In Depression-era North Carolina, a timber baron marries Serena and brings her to the lumber camps to live. Her ambition outmatches his and she drives him to succeed, prosper, and expand at any cost.
Wow. What a character Ron Rash has created in Serena. I detested her, but she is going to stick with me the way Lady MacBeth and Medea have. I had to admire her strength and ambition, but she was ruthless and proud of it. She seemed to see those weaker than her as prey, and she saw almost everyone as being weaker than her. There's a kind of mythology that springs up around her in the camp. She thinks of ingenious solutions to problems, such as rattlesnake bites among the loggers. She really doesn't care when loggers die though. It's the Depression after all, and for every one worker that dies or is disfigured, there are innumerable men waiting to take his place. I would have liked an explanation as to why she was the way she was. She grew up in the camps, and there's a dark past that's hinted at but never explained. Was she just born heartless or did something or someone shape her to be that way?
This book takes place practically in my backyard, and I had heard that these mountains were devastated back in the day. It's one thing to just kind of know that, and it's another to live it for two years inside a book. This one fictional camp ended in the clear-cutting of 34,000 acres. I can't even wrap my mind around that much land. I had to go Google some pictures. Look at these.

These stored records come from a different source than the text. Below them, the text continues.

mod common;

use common::MemoryGateway;
use parley::gateway::{CallDirection, CallStatus, CallType};
use parley::media::TrackSource;
use parley::{CallConfig, CallSession, CallState, SimulatedDevices};
use std::sync::Arc;
use std::time::Duration;

fn call_config(call_type: CallType) -> CallConfig {
    CallConfig {
        call_type,
        peer_name: "Sarah Connor".to_string(),
        connect_delay: Duration::from_secs(2),
        ..CallConfig::default()
    }
}

fn session_with(
    call_type: CallType,
) -> (Arc<CallSession>, Arc<MemoryGateway>, Arc<SimulatedDevices>) {
    let gateway = Arc::new(MemoryGateway::new("user-1"));
    let devices = Arc::new(SimulatedDevices::default());
    let session = CallSession::new(call_config(call_type), gateway.clone(), devices.clone());
    (session, gateway, devices)
}

#[tokio::test(start_paused = true)]
async fn audio_call_scenario_creates_connects_and_completes() {
    let (session, gateway, _) = session_with(CallType::Audio);
    session.start().await.expect("start");

    // Call record logged at start: ongoing, outgoing, audio
    {
        let records = gateway.call_records.lock().await;
        assert_eq!(records.len(), 1);
        assert_eq!(records[0].status, CallStatus::Ongoing);
        assert_eq!(records[0].direction, CallDirection::Outgoing);
        assert_eq!(records[0].call_type, CallType::Audio);
        assert_eq!(records[0].other_participant_name, "Sarah Connor");
        assert_eq!(records[0].duration, 0);
    }

    // Still connecting before the simulated signaling ack
    assert_eq!(session.state(), CallState::Initializing);

    tokio::time::sleep(Duration::from_millis(2100)).await;
    assert_eq!(session.state(), CallState::Connected);

    // End after ten ticks total
    tokio::time::sleep(Duration::from_millis(8000)).await;
    assert_eq!(session.duration_secs(), 10);

    session.end().await;

    let updates = gateway.record_updates.lock().await;
    assert_eq!(updates.len(), 1);
    assert_eq!(updates[0].1.duration, 10);
    assert_eq!(updates[0].1.status, CallStatus::Completed);
}

#[tokio::test(start_paused = true)]
async fn ending_twice_updates_the_record_once() {
    let (session, gateway, _) = session_with(CallType::Audio);
    session.start().await.expect("start");

    tokio::time::sleep(Duration::from_millis(3100)).await;

    // Explicit end-call and teardown cleanup may both run
    session.end().await;
    session.end().await;

    let updates = gateway.record_updates.lock().await;
    assert_eq!(updates.len(), 1);
    assert_eq!(updates[0].1.duration, 3);
}

#[tokio::test(start_paused = true)]
async fn concurrent_end_paths_update_once() {
    let (session, gateway, _) = session_with(CallType::Video);
    session.start().await.expect("start");

    tokio::join!(session.end(), session.end());

    assert_eq!(gateway.record_updates.lock().await.len(), 1);
    assert_eq!(session.state(), CallState::Ended);
}

#[tokio::test(start_paused = true)]
async fn end_releases_stream_and_peer() {
    let (session, _, _) = session_with(CallType::Video);
    session.start().await.expect("start");

    let stream = session.local_stream().await.expect("local stream");
    let mic = stream.audio_tracks()[0].clone();
    let camera = stream.video_track().await.expect("camera track");
    let peer = session.peer().await.expect("peer connection");

    session.end().await;

    assert!(mic.is_stopped());
    assert!(camera.is_stopped());
    assert!(peer.is_closed());
    assert!(session.local_stream().await.is_none());
    assert!(session.peer().await.is_none());
}

#[tokio::test(start_paused = true)]
async fn mute_round_trip_restores_track_enabled() {
    let (session, _, _) = session_with(CallType::Audio);
    session.start().await.expect("start");

    let stream = session.local_stream().await.expect("local stream");
    let mic = stream.audio_tracks()[0].clone();
    assert!(mic.is_enabled());

    assert!(session.toggle_mute().await);
    assert!(!mic.is_enabled());

    assert!(!session.toggle_mute().await);
    assert!(mic.is_enabled());
}

#[tokio::test(start_paused = true)]
async fn video_toggle_flips_camera_track() {
    let (session, _, _) = session_with(CallType::Video);
    session.start().await.expect("start");

    let stream = session.local_stream().await.expect("local stream");
    let camera = stream.video_track().await.expect("camera track");

    assert!(session.toggle_video().await);
    assert!(!camera.is_enabled());
    assert!(!session.toggle_video().await);
    assert!(camera.is_enabled());
}

#[tokio::test(start_paused = true)]
async fn denied_media_access_is_fatal_to_the_call() {
    let gateway = Arc::new(MemoryGateway::new("user-1"));
    let devices = Arc::new(SimulatedDevices::default());
    devices.deny_capture();

    let session = CallSession::new(call_config(CallType::Video), gateway.clone(), devices);
    let err = session.start().await.expect_err("media denied");

    assert!(err.is_fatal_to_call());
    // No record was captured, so teardown must not issue an update
    session.end().await;
    assert!(gateway.record_updates.lock().await.is_empty());
}

#[tokio::test(start_paused = true)]
async fn screen_share_replaces_and_restores_video_track() {
    let (session, _, _) = session_with(CallType::Video);
    session.start().await.expect("start");
    tokio::time::sleep(Duration::from_millis(2100)).await;

    assert!(session.toggle_screen_share().await.expect("share on"));
    assert!(session.is_screen_sharing());

    let stream = session.local_stream().await.expect("local stream");
    let sharing = stream.video_track().await.expect("video track");
    assert_eq!(sharing.source(), TrackSource::Display);

    let peer = session.peer().await.expect("peer");
    let sender = peer.video_sender().await.expect("video sender");
    assert_eq!(sender.track().await.source(), TrackSource::Display);

    assert!(!session.toggle_screen_share().await.expect("share off"));
    assert!(!session.is_screen_sharing());

    let restored = stream.video_track().await.expect("video track");
    assert_eq!(restored.source(), TrackSource::Camera);
    assert_eq!(sender.track().await.source(), TrackSource::Camera);
}

#[tokio::test(start_paused = true)]
async fn browser_stop_sharing_falls_back_to_camera() {
    let (session, _, _) = session_with(CallType::Video);
    session.start().await.expect("start");
    tokio::time::sleep(Duration::from_millis(2100)).await;

    session.toggle_screen_share().await.expect("share on");
    let stream = session.local_stream().await.expect("local stream");
    let sharing = stream.video_track().await.expect("video track");
    assert_eq!(sharing.source(), TrackSource::Display);

    // The user hits the browser's stop-sharing control
    sharing.end();
    tokio::time::sleep(Duration::from_millis(50)).await;

    assert!(!session.is_screen_sharing());
    let restored = stream.video_track().await.expect("video track");
    assert_eq!(restored.source(), TrackSource::Camera);

    // The call is unaffected
    assert_eq!(session.state(), CallState::Connected);
}

#[tokio::test(start_paused = true)]
async fn denied_display_capture_leaves_call_running() {
    let (session, _, devices) = session_with(CallType::Video);
    session.start().await.expect("start");
    tokio::time::sleep(Duration::from_millis(2100)).await;

    devices.deny_display();

    let err = session.toggle_screen_share().await.expect_err("share denied");
    assert!(!err.is_fatal_to_call());
    assert!(!session.is_screen_sharing());
    assert_eq!(session.state(), CallState::Connected);

    // The camera is still the outbound video track
    let peer = session.peer().await.expect("peer");
    let sender = peer.video_sender().await.expect("video sender");
    assert_eq!(sender.track().await.source(), TrackSource::Camera);
}

#[tokio::test(start_paused = true)]
async fn audio_call_has_no_video_sender_to_share_to() {
    let (session, _, _) = session_with(CallType::Audio);
    session.start().await.expect("start");
    tokio::time::sleep(Duration::from_millis(2100)).await;

    // Screen share needs an outbound video sender; an audio call has none
    assert!(session.toggle_screen_share().await.is_err());
    assert_eq!(session.state(), CallState::Connected);
}

#[tokio::test(start_paused = true)]
async fn failed_record_update_still_tears_down() {
    let (session, gateway, _) = session_with(CallType::Audio);
    session.start().await.expect("start");
    gateway
        .fail_record_update
        .store(true, std::sync::atomic::Ordering::SeqCst);

    session.end().await;
    session.end().await;

    // Reported once, never retried into a duplicate
    assert_eq!(gateway.record_updates.lock().await.len(), 1);
    assert_eq!(session.state(), CallState::Ended);
}

#[tokio::test(start_paused = true)]
async fn ending_before_connect_never_reaches_connected() {
    let (session, _, _) = session_with(CallType::Audio);
    session.start().await.expect("start");

    tokio::time::sleep(Duration::from_millis(500)).await;
    session.end().await;

    tokio::time::sleep(Duration::from_secs(3)).await;
    assert_eq!(session.state(), CallState::Ended);
}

Mount Mitchell, the highest peak east of the Mississipi
Mount Mitchell in 1923
Found on The Forest History Society website
I don't understand how people look at a landscape and see not beauty, but dollar signs at any human and/or environmental cost. Ron Rash didn't hit me over the head with the environmental stuff, but there is sort of a Greek chorus of workers who occasionally look around and talk about how all the animals have left and how all the cool, clear mountain streams are now muddy and empty of fish because of run-off from the denuded slopes. There's a whole sub-plot about the creation of the Great Smoky Mountains National Park. I was infuriated by the roadblocks these selfish, wealthy landowners threw up in the path to creating the park. I can understand a farmer not wanting to give up the land that has been in his family for generations. It makes me angry when people who are destroying the land stand in the way of those who are trying to preserve it. I'll get off my soapbox now.
This is not the book to pick up if you're looking for a light read. But for a fascinating look into a disturbing mind and a book where the landscape is practically a character, go ahead and read it. I do recommend it. Book clubs should find a lot to talk about in this one.
I went to a book signing when Ron Rash's new short story collection, Burning Bright, came out a few weeks ago. Unfortunately, I didn't take notes. He read the title story to us, and my mother, grandmother, and I chewed that one over for a while in the car on the way home. That would be another good choice for book groups. He was very nice, and I loved listening to him read. His accent is like mine, so I grew up listening to stories being told in those familiar cadences and tones. When we went up to get my grandmother's book signed, she told him how her parents had worked in a lumber camp, and she was thrilled to find out that he had been in that area doing research on Serena. Ron Rash is another author I would recommend seeing.
According to The Hollywood Reporter, Angelina Jolie and Darren Aronofsky are "in discussions to develop a big-screen adaptation of" Serena with Jolie in the title role. As I read this, I was talking about what a screwed-up relationship Serena and Pemberton had. "Kind of like Angelina and Billy Bob where they wore each other's underwear and had vial's of each other's blood around their necks." How ironic that Angie's the one shopping the movie around. She should be fantastic.
Have you read any of his work? What did you think?